++++ GIVEN DATA ++++
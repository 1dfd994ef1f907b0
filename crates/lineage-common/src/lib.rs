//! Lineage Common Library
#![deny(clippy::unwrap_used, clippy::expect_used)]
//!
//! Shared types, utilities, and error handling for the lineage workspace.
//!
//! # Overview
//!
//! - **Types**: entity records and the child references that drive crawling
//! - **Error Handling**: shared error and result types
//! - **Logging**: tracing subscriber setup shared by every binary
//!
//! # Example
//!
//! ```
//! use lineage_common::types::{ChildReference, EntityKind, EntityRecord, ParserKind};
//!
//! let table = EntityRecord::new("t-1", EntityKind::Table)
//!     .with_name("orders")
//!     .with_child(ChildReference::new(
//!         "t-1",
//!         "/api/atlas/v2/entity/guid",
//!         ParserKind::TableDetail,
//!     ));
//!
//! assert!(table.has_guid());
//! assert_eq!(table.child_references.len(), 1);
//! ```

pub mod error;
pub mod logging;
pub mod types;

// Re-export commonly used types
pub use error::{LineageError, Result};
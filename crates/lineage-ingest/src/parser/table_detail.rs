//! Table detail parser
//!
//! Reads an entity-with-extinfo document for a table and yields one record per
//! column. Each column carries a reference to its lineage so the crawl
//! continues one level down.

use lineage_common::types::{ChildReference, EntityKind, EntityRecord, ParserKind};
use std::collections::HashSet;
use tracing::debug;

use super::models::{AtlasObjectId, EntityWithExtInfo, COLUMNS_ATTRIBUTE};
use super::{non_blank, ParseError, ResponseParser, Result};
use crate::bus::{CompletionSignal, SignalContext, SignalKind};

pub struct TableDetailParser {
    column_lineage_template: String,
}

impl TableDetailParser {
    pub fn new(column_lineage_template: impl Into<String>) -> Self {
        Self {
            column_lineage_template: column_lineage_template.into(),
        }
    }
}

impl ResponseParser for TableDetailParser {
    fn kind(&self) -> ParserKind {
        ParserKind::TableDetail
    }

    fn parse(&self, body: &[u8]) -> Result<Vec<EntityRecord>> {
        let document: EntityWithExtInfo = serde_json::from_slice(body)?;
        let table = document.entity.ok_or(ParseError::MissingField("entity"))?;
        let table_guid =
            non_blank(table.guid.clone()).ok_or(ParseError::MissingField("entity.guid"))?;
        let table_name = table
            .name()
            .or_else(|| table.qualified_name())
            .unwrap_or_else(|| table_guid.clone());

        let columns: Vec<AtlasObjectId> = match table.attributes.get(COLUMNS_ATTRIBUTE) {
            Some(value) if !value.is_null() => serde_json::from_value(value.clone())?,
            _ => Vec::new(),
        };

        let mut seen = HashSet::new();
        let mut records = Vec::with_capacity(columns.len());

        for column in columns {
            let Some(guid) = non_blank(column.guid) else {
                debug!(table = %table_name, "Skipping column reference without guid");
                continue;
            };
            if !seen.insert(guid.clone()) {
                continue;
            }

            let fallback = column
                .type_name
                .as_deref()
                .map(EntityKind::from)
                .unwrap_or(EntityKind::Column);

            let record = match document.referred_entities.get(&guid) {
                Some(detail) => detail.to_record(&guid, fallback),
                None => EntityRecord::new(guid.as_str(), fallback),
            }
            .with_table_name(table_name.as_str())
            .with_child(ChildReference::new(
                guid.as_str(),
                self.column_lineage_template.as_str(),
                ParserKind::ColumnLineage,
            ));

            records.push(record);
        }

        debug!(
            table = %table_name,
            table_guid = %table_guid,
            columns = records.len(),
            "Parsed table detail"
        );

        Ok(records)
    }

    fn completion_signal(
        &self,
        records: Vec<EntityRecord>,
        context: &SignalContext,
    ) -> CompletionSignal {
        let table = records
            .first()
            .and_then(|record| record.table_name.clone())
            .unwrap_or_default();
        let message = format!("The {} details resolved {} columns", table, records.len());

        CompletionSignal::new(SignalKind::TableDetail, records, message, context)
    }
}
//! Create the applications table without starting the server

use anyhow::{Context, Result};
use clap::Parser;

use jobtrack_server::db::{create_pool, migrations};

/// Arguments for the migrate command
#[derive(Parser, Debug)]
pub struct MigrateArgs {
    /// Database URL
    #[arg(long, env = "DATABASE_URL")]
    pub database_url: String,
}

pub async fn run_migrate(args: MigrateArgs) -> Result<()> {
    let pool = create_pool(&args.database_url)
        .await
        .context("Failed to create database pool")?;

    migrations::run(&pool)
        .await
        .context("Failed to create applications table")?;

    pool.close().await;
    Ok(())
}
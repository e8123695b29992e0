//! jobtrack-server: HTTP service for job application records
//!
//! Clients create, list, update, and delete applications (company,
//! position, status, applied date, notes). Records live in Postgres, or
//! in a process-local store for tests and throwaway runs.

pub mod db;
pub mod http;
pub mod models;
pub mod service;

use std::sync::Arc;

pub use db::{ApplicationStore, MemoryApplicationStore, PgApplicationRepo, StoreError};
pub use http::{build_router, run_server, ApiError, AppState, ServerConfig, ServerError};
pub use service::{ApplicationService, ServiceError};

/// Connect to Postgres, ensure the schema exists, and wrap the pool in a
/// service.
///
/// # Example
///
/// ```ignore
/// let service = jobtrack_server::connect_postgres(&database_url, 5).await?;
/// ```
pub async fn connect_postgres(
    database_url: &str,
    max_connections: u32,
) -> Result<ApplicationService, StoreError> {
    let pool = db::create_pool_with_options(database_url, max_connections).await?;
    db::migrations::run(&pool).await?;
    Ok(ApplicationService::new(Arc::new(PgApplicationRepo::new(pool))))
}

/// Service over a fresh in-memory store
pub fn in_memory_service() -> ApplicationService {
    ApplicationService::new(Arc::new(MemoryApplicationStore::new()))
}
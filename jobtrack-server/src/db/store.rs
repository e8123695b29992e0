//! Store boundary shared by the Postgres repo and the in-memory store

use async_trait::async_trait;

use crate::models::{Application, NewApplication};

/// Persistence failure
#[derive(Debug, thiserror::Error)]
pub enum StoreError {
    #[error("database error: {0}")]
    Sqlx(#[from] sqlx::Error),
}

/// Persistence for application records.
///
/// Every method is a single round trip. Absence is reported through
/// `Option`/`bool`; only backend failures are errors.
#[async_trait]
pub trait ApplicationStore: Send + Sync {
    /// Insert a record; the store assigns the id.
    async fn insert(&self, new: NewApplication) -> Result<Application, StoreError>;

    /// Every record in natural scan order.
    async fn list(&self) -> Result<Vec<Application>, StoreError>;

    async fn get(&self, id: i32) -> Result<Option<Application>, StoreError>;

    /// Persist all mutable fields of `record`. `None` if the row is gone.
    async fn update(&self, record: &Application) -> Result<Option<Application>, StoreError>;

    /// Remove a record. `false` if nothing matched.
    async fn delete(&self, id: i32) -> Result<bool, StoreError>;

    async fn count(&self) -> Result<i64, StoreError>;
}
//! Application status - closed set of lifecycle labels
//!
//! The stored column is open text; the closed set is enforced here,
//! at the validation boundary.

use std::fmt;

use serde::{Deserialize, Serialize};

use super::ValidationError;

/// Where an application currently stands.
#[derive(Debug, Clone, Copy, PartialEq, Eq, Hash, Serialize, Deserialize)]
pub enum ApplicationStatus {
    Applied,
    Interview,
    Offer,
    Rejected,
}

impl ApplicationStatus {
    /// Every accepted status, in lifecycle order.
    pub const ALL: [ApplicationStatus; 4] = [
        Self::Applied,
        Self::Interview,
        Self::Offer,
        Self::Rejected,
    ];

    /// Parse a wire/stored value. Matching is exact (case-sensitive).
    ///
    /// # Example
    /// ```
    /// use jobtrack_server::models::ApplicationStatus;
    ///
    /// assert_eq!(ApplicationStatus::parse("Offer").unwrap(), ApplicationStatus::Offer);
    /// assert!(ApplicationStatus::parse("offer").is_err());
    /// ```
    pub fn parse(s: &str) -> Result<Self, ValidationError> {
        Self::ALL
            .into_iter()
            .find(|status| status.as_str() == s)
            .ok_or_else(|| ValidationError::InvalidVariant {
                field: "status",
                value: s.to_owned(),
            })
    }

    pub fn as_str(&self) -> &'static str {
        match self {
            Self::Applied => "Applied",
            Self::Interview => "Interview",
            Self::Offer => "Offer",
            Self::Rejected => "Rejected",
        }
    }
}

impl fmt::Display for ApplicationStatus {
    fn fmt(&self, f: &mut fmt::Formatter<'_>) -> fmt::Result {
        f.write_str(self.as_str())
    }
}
++++
++++ GIVEN DATA ++++
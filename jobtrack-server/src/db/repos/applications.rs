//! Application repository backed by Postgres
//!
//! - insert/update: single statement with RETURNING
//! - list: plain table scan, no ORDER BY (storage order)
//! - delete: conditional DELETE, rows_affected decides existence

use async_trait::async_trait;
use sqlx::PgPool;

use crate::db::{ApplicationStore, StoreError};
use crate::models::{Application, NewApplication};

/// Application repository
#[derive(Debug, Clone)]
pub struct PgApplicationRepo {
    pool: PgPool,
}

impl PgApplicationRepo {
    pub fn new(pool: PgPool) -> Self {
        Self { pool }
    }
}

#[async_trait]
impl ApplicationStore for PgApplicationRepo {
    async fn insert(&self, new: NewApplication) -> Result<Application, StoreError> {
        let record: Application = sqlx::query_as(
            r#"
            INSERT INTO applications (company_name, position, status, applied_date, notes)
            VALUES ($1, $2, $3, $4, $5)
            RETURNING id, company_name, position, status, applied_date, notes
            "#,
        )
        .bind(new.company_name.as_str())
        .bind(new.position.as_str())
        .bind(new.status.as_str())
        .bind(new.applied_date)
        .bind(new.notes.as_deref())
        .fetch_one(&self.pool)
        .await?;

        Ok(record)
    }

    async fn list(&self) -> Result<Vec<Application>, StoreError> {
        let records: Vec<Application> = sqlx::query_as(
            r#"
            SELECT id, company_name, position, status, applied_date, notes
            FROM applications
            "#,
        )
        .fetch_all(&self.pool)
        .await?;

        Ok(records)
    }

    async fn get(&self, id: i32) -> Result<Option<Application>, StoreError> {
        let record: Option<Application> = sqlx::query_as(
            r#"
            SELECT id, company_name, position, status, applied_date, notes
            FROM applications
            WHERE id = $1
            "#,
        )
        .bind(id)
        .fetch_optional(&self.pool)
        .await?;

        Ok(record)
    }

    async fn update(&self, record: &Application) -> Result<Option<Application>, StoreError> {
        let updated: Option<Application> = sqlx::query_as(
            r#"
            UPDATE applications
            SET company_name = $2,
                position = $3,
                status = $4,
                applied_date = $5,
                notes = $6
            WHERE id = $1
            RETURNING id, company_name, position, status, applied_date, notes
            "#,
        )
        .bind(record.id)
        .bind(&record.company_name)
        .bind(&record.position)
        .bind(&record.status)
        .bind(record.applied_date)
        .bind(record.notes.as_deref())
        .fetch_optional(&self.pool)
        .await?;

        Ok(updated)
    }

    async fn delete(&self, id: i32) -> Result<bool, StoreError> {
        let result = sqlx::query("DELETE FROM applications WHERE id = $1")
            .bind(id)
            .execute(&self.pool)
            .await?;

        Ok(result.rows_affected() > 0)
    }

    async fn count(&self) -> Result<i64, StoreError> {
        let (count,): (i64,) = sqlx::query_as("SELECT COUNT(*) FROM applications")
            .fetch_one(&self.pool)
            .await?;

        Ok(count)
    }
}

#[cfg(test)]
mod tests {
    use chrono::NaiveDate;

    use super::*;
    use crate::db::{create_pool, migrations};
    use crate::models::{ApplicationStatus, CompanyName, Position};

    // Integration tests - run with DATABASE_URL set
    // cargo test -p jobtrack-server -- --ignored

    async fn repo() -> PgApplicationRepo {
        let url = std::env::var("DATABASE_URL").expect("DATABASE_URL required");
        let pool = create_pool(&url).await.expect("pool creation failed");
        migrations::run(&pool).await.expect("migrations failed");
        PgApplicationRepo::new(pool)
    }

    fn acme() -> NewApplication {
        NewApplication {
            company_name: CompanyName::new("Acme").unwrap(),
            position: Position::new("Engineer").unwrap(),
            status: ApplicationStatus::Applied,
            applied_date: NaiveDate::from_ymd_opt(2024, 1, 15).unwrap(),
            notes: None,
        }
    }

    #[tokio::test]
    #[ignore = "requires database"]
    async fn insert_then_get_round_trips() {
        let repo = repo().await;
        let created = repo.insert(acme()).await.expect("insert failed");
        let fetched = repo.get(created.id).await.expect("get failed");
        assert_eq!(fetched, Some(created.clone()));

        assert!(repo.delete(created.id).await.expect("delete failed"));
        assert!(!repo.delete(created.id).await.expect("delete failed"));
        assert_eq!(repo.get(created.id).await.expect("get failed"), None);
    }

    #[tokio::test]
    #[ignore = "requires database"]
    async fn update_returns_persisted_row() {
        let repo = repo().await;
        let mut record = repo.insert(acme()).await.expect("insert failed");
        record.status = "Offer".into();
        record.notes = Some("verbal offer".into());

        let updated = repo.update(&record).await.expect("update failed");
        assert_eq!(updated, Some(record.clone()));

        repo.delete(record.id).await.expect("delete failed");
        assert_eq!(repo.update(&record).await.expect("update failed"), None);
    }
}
++++
• HOW TO COMPLETE THIS TASK:
For this listing, copy out every line that includes the word "EntityRecord".

• TASK SOLUTION:
//! use lineage_common::types::{ChildReference, EntityKind, EntityRecord, ParserKind};
//! let table = EntityRecord::new("t-1", EntityKind::Table)
use lineage_common::types::{ChildReference, EntityKind, EntityRecord, ParserKind};
    fn parse(&self, body: &[u8]) -> Result<Vec<EntityRecord>> {
                None => EntityRecord::new(guid.as_str(), fallback),
        records: Vec<EntityRecord>,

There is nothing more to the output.